My dad paid for his architecture graduate degree at Texas A&M with a lucky oil investment. Then he met my mom, who was raised in Louisiana and Alabama before moving to Houston, where she spent 25 years as a corporate attorney specializing in energy, oil, and gas law. After having my brother and two ectopic pregnancies (a dangerous condition in which the fertilized egg can’t survive and for which the treatment was: abortion), my parents wanted another child but were at an impasse — so they tried in vitro fertilization, which is both a newly controversial political topic and the reason I am able to write this letter in the first place.

My family also has its feet in the new economy and culture of Texas.

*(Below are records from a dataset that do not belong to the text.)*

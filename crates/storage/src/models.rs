// Database models (internal, may differ from core domain types)

use cellarclub_core::{Notification, NotificationDraft, NotificationType};
use chrono::{DateTime, Utc};
use sqlx::FromRow;
use uuid::Uuid;

// ============================================
// Notifications
// ============================================

#[derive(Debug, Clone, FromRow)]
pub struct NotificationRow {
    pub id: Uuid,
    pub user_id: Uuid,
    #[sqlx(rename = "type")]
    pub notification_type: String,
    pub title: String,
    pub message: String,
    pub is_read: bool,
    pub related_id: Option<Uuid>,
    pub created_at: DateTime<Utc>,
}

impl From<NotificationRow> for Notification {
    fn from(row: NotificationRow) -> Self {
        Notification {
            id: row.id,
            user_id: row.user_id,
            notification_type: NotificationType::parse(&row.notification_type),
            title: row.title,
            message: row.message,
            is_read: row.is_read,
            related_id: row.related_id,
            created_at: row.created_at,
        }
    }
}

/// One draft addressed to many recipients, inserted in a single statement
#[derive(Debug, Clone)]
pub struct CreateNotifications {
    pub user_ids: Vec<Uuid>,
    pub notification_type: String,
    pub title: String,
    pub message: String,
    pub related_id: Option<Uuid>,
}

impl CreateNotifications {
    pub fn new(draft: &NotificationDraft, user_ids: Vec<Uuid>) -> Self {
        Self {
            user_ids,
            notification_type: draft.notification_type.as_str().to_string(),
            title: draft.title.clone(),
            message: draft.message.clone(),
            related_id: draft.related_id,
        }
    }
}

// ============================================
// Wines of the Month
// ============================================

#[derive(Debug, Clone, FromRow)]
pub struct BonusRow {
    pub id: Uuid,
    pub month: i32,
    pub year: i32,
    pub is_available: bool,
}

#[cfg(test)]
mod tests {
    use super::*;

    fn row(notification_type: &str) -> NotificationRow {
        NotificationRow {
            id: Uuid::now_v7(),
            user_id: Uuid::now_v7(),
            notification_type: notification_type.to_string(),
            title: "Order shipped".to_string(),
            message: "Your Malbec is on its way".to_string(),
            is_read: false,
            related_id: Some(Uuid::now_v7()),
            created_at: Utc::now(),
        }
    }

    #[test]
    fn test_row_converts_to_notification() {
        let row = row("order_status");
        let n: Notification = row.clone().into();
        assert_eq!(n.id, row.id);
        assert_eq!(n.notification_type, NotificationType::OrderStatus);
        assert_eq!(n.related_id, row.related_id);
        assert!(!n.is_read);
    }

    #[test]
    fn test_unknown_type_reads_as_general() {
        let n: Notification = row("tasting_menu").into();
        assert_eq!(n.notification_type, NotificationType::General);
    }

    #[test]
    fn test_create_notifications_copies_draft() {
        let bonus = Uuid::now_v7();
        let draft = NotificationDraft::bonus_reminder(3, bonus).unwrap();
        let users = vec![Uuid::now_v7(), Uuid::now_v7()];
        let input = CreateNotifications::new(&draft, users.clone());

        assert_eq!(input.user_ids, users);
        assert_eq!(input.notification_type, "bonus_reminder");
        assert_eq!(input.related_id, Some(bonus));
        assert!(input.message.contains("March"));
    }
}
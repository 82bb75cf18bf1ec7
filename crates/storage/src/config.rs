// Storage configuration

use cellarclub_core::NotificationError;

#[derive(Debug, Clone, PartialEq, Eq)]
pub struct StorageConfig {
    pub database_url: String,
    pub max_connections: u32,
}

impl StorageConfig {
    pub fn new(database_url: impl Into<String>) -> Self {
        Self {
            database_url: database_url.into(),
            max_connections: 5,
        }
    }

    /// Create configuration from environment variables
    ///
    /// Environment variables:
    /// - `DATABASE_URL`: Postgres connection string (required)
    /// - `CELLARCLUB_DB_MAX_CONNECTIONS`: pool size (default: 5)
    pub fn from_env() -> Result<Self, NotificationError> {
        let database_url = std::env::var("DATABASE_URL")
            .map_err(|_| NotificationError::config("DATABASE_URL is not set"))?;
        let mut config = Self::new(database_url);

        if let Ok(value) = std::env::var("CELLARCLUB_DB_MAX_CONNECTIONS") {
            config.max_connections = value.parse().map_err(|_| {
                NotificationError::config(format!(
                    "CELLARCLUB_DB_MAX_CONNECTIONS must be a number, got {:?}",
                    value
                ))
            })?;
        }
        Ok(config)
    }
}
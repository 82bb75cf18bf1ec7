// Postgres storage layer with sqlx
//
// This crate provides database implementations for core traits:
// - PgNotificationStore: implements NotificationStore on the notifications table
// - PgChangeFeed: implements ChangeFeed over LISTEN/NOTIFY
// - NotificationPublisher: fan-out producers and the retention sweep

pub mod change_feed;
pub mod config;
pub mod models;
pub mod notification_store;
pub mod publisher;
pub mod repositories;

pub use change_feed::{parse_signal, ChangeOp, ChangeSignal, PgChangeFeed, NOTIFY_CHANNEL};
pub use config::StorageConfig;
pub use models::*;
pub use notification_store::{create_pg_notification_store, PgNotificationStore};
pub use publisher::{retention_cutoff, NotificationPublisher};
pub use repositories::{Database, MIGRATOR};
// Presentation Reconciler
//
// Derives display state from the shared collection and runs user mutations with
// optimistic local application:
// - read-state changes are monotonic and idempotent, so a failed remote call is
//   reported but not rolled back; the next refresh reconciles
// - deletes are not idempotent from the user's point of view, so they hold a
//   snapshot and restore it verbatim if the remote call fails

use std::sync::Arc;

use serde::Serialize;
use tokio::sync::broadcast;
use tracing::{debug, warn};
use uuid::Uuid;

use crate::collection::{NotificationCollection, Page};
use crate::error::{MutationKind, NotificationError, Result};
use crate::notification::Notification;
use crate::state::NotificationState;
use crate::traits::NotificationStore;

/// Transient user-facing message (toast)
#[derive(Debug, Clone, PartialEq, Eq, Serialize)]
#[serde(tag = "level", content = "message", rename_all = "snake_case")]
pub enum Notice {
    Info(String),
    Error(String),
}

/// Optimistic delete awaiting the remote result
#[must_use = "a pending delete must be committed or rolled back"]
pub struct PendingDelete<'a> {
    state: &'a NotificationState,
    snapshot: NotificationCollection,
    removed: usize,
}

impl<'a> PendingDelete<'a> {
    /// Snapshot the collection and remove `ids` from the local view
    pub fn begin(state: &'a NotificationState, ids: &[Uuid]) -> Result<Self> {
        let (snapshot, removed) = state.remove_local(ids)?;
        Ok(Self {
            state,
            snapshot,
            removed,
        })
    }

    /// Number of entries removed locally
    pub fn removed(&self) -> usize {
        self.removed
    }

    /// Remote delete succeeded; drop the snapshot
    pub fn commit(self) -> usize {
        self.removed
    }

    /// Remote delete failed; put the pre-delete collection back
    pub fn rollback(self) -> bool {
        self.state.restore(self.snapshot)
    }
}

pub struct PresentationReconciler {
    state: Arc<NotificationState>,
    store: Arc<dyn NotificationStore>,
    notices: broadcast::Sender<Notice>,
}

impl PresentationReconciler {
    pub fn new(
        state: Arc<NotificationState>,
        store: Arc<dyn NotificationStore>,
        notices: broadcast::Sender<Notice>,
    ) -> Self {
        Self {
            state,
            store,
            notices,
        }
    }

    pub fn principal(&self) -> Uuid {
        self.state.principal()
    }

    /// Subscribe to transient notices
    pub fn notices(&self) -> broadcast::Receiver<Notice> {
        self.notices.subscribe()
    }

    fn notify(&self, notice: Notice) {
        // No receivers just means nobody is showing toasts
        let _ = self.notices.send(notice);
    }

    pub fn unread_count(&self) -> usize {
        self.state.unread_count()
    }

    pub fn notifications(&self) -> Vec<Notification> {
        self.state.notifications()
    }

    /// One page of the current collection; see [`NotificationCollection::page`]
    pub fn paginate(&self, page_size: usize, page_number: usize) -> Page {
        self.state.page(page_size, page_number)
    }

    /// Mark one notification read.
    ///
    /// The local flag flips before the remote call. Already-read or unknown ids
    /// are a no-op without a round trip.
    pub async fn mark_read(&self, id: Uuid) -> Result<()> {
        match self.state.mark_read_local(&id)? {
            Some(true) => {}
            Some(false) => {
                debug!(id = %id, "Notification already read");
                return Ok(());
            }
            None => {
                debug!(id = %id, "Mark read for unknown notification ignored");
                return Ok(());
            }
        }

        if let Err(e) = self.store.mark_read(self.principal(), id).await {
            let err = NotificationError::mutation(MutationKind::MarkRead, e);
            warn!(user_id = %self.principal(), id = %id, error = %err, "Mark read failed, will reconcile on next refresh");
            self.notify(Notice::Error("Could not mark notification as read".into()));
            return Err(err);
        }
        Ok(())
    }

    /// Mark every unread notification read in one remote call.
    ///
    /// Returns how many entries flipped locally.
    pub async fn mark_all_read(&self) -> Result<usize> {
        let flipped = self.state.mark_all_read_local()?;

        match self.store.mark_all_read(self.principal()).await {
            Ok(rows) => {
                debug!(user_id = %self.principal(), local = flipped.len(), rows, "Marked all notifications read");
                Ok(flipped.len())
            }
            Err(e) => {
                let err = NotificationError::mutation(MutationKind::MarkAllRead, e);
                warn!(user_id = %self.principal(), error = %err, "Mark all read failed, will reconcile on next refresh");
                self.notify(Notice::Error(
                    "Could not mark notifications as read".into(),
                ));
                Err(err)
            }
        }
    }

    /// Delete notifications with optimistic removal and rollback.
    ///
    /// Whatever the remote outcome, the collection is re-fetched afterwards so
    /// changes made on the server during the round trip are picked up.
    pub async fn delete_many(&self, ids: &[Uuid]) -> Result<usize> {
        if ids.is_empty() {
            return Ok(0);
        }
        let pending = PendingDelete::begin(&self.state, ids)?;

        let result = match self.store.delete_many(self.principal(), ids).await {
            Ok(rows) => {
                let removed = pending.commit();
                debug!(user_id = %self.principal(), removed, rows, "Deleted notifications");
                self.notify(Notice::Info(if removed == 1 {
                    "Notification deleted".to_string()
                } else {
                    format!("{} notifications deleted", removed)
                }));
                Ok(removed)
            }
            Err(e) => {
                let err = NotificationError::mutation(MutationKind::Delete, e);
                warn!(user_id = %self.principal(), count = ids.len(), error = %err, "Delete failed, restoring notifications");
                pending.rollback();
                self.notify(Notice::Error("Could not delete notifications".into()));
                Err(err)
            }
        };

        match self.state.reconcile(self.store.as_ref()).await {
            Ok(_) | Err(NotificationError::TornDown) => {}
            Err(e) => {
                warn!(user_id = %self.principal(), error = %e, "Post-delete reconciliation failed");
            }
        }
        result
    }

    /// Re-fetch from the store
    pub async fn refresh(&self) -> Result<usize> {
        self.state.reconcile(self.store.as_ref()).await
    }
}

#[cfg(test)]
mod tests {
    use super::*;
    use crate::memory::InMemoryNotificationStore;
    use crate::notification::NotificationDraft;
    use chrono::{Duration, Utc};

    async fn setup(count: usize) -> (InMemoryNotificationStore, PresentationReconciler, Vec<Notification>) {
        let user = Uuid::now_v7();
        let store = InMemoryNotificationStore::new();
        let rows: Vec<Notification> = (0..count)
            .map(|i| {
                let mut n = Notification::from_draft(user, &NotificationDraft::general("t", "m"));
                n.created_at = Utc::now() - Duration::minutes(i as i64);
                n
            })
            .collect();
        store.seed(rows.clone());

        let state = Arc::new(NotificationState::new(user));
        state.reconcile(&store).await.unwrap();
        let (tx, _) = broadcast::channel(8);
        let reconciler = PresentationReconciler::new(state, Arc::new(store.clone()), tx);
        (store, reconciler, rows)
    }

    #[tokio::test]
    async fn test_mark_read_is_optimistic_and_idempotent() {
        let (store, reconciler, rows) = setup(3).await;

        reconciler.mark_read(rows[0].id).await.unwrap();
        assert_eq!(reconciler.unread_count(), 2);
        reconciler.mark_read(rows[0].id).await.unwrap();
        assert_eq!(reconciler.unread_count(), 2);
        assert_eq!(store.mark_read_calls(), 1);
    }

    #[tokio::test]
    async fn test_mark_read_failure_keeps_flag_and_notifies() {
        let (store, reconciler, rows) = setup(2).await;
        let mut notices = reconciler.notices();
        store.fail_mutations(true);

        let err = reconciler.mark_read(rows[1].id).await.unwrap_err();
        assert!(matches!(
            err,
            NotificationError::Mutation {
                operation: MutationKind::MarkRead,
                ..
            }
        ));
        assert_eq!(reconciler.unread_count(), 1);
        assert!(matches!(notices.try_recv().unwrap(), Notice::Error(_)));
    }

    #[tokio::test]
    async fn test_mark_all_read_is_one_round_trip() {
        let (store, reconciler, _) = setup(5).await;

        assert_eq!(reconciler.mark_all_read().await.unwrap(), 5);
        assert_eq!(reconciler.unread_count(), 0);
        assert_eq!(store.mark_all_read_calls(), 1);
        assert_eq!(store.mark_read_calls(), 0);
    }

    #[tokio::test]
    async fn test_delete_success_reconciles() {
        let (store, reconciler, rows) = setup(4).await;
        let fetches = store.fetch_calls();

        let removed = reconciler
            .delete_many(&[rows[0].id, rows[2].id])
            .await
            .unwrap();
        assert_eq!(removed, 2);
        assert_eq!(reconciler.notifications().len(), 2);
        assert_eq!(store.len(), 2);
        assert_eq!(store.fetch_calls(), fetches + 1);
    }

    #[tokio::test]
    async fn test_delete_failure_restores_snapshot() {
        let (store, reconciler, rows) = setup(4).await;
        reconciler.mark_read(rows[3].id).await.unwrap();
        let before = reconciler.notifications();
        store.fail_mutations(true);

        assert!(reconciler
            .delete_many(&[rows[0].id, rows[1].id])
            .await
            .is_err());
        assert_eq!(reconciler.notifications(), before);
    }

    #[tokio::test]
    async fn test_pending_delete_rollback_without_refetch() {
        let (_store, reconciler, rows) = setup(3).await;
        let before = reconciler.notifications();

        let pending = PendingDelete::begin(&reconciler.state, &[rows[1].id]).unwrap();
        assert_eq!(pending.removed(), 1);
        assert_eq!(reconciler.notifications().len(), 2);
        assert!(pending.rollback());
        assert_eq!(reconciler.notifications(), before);
    }

    #[tokio::test]
    async fn test_delete_nothing_is_free() {
        let (store, reconciler, _) = setup(1).await;
        assert_eq!(reconciler.delete_many(&[]).await.unwrap(), 0);
        assert_eq!(store.delete_calls(), 0);
    }
}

My older brother works at a tech startup in Austin. When we were kids, he first taught me about vegetarianism, then later Burning Man, and, as adults, how to build a neighborhood and community full of friends. He drives a Tesla (based, of course, in Texas), and he’s raising my nephew — my godson and the coolest person I know — to be bilingual in English and Spanish.

Forgive the deep dive into my family, but there’s a relationship between my parents’ fertility journey — and my grandpa’s career in oil and my brother’s interests — and my own beliefs, even if it’s not a simple one. These are the Texas characters in my life, and they inform how I — and The Barbed Wire — see this magnificent state: as home. Because even with all that is flawed about this absurd place, I love it so much that I still get emotional walking into the state Capitol. I’m pretty convinced some of the facts I learned in seventh grade Texas History class weren’t true — like the lore about the height at which the Texas flag can fly. All the same, I enjoyed pledging to the state flag every morning. I’ll always clap four times when I hear “the stars at night are big and bright,” and I’ve always thought that if I gave birth outside of Texas, I’d have to bring a box of Texas soil to the hospital.

All of that is to say: The Barbed Wire is a place for people who feel the same — about Texas, or about your own corner of the world, where the voices of the media increasingly come from seemingly no place at all.

Every day that I stepped into The Daily Beast’s office, I walked by this quote from Molly Ivins on the way to my desk: “Keep fighting for freedom and justice, beloveds, but don’t forget to have fun doin’ it.” I plan to make sure we do that. Like Molly advised, we will also “be outrageous” and “rejoice in all the oddities that freedom can produce.” We will celebrate “the sheer joy of a good fight.”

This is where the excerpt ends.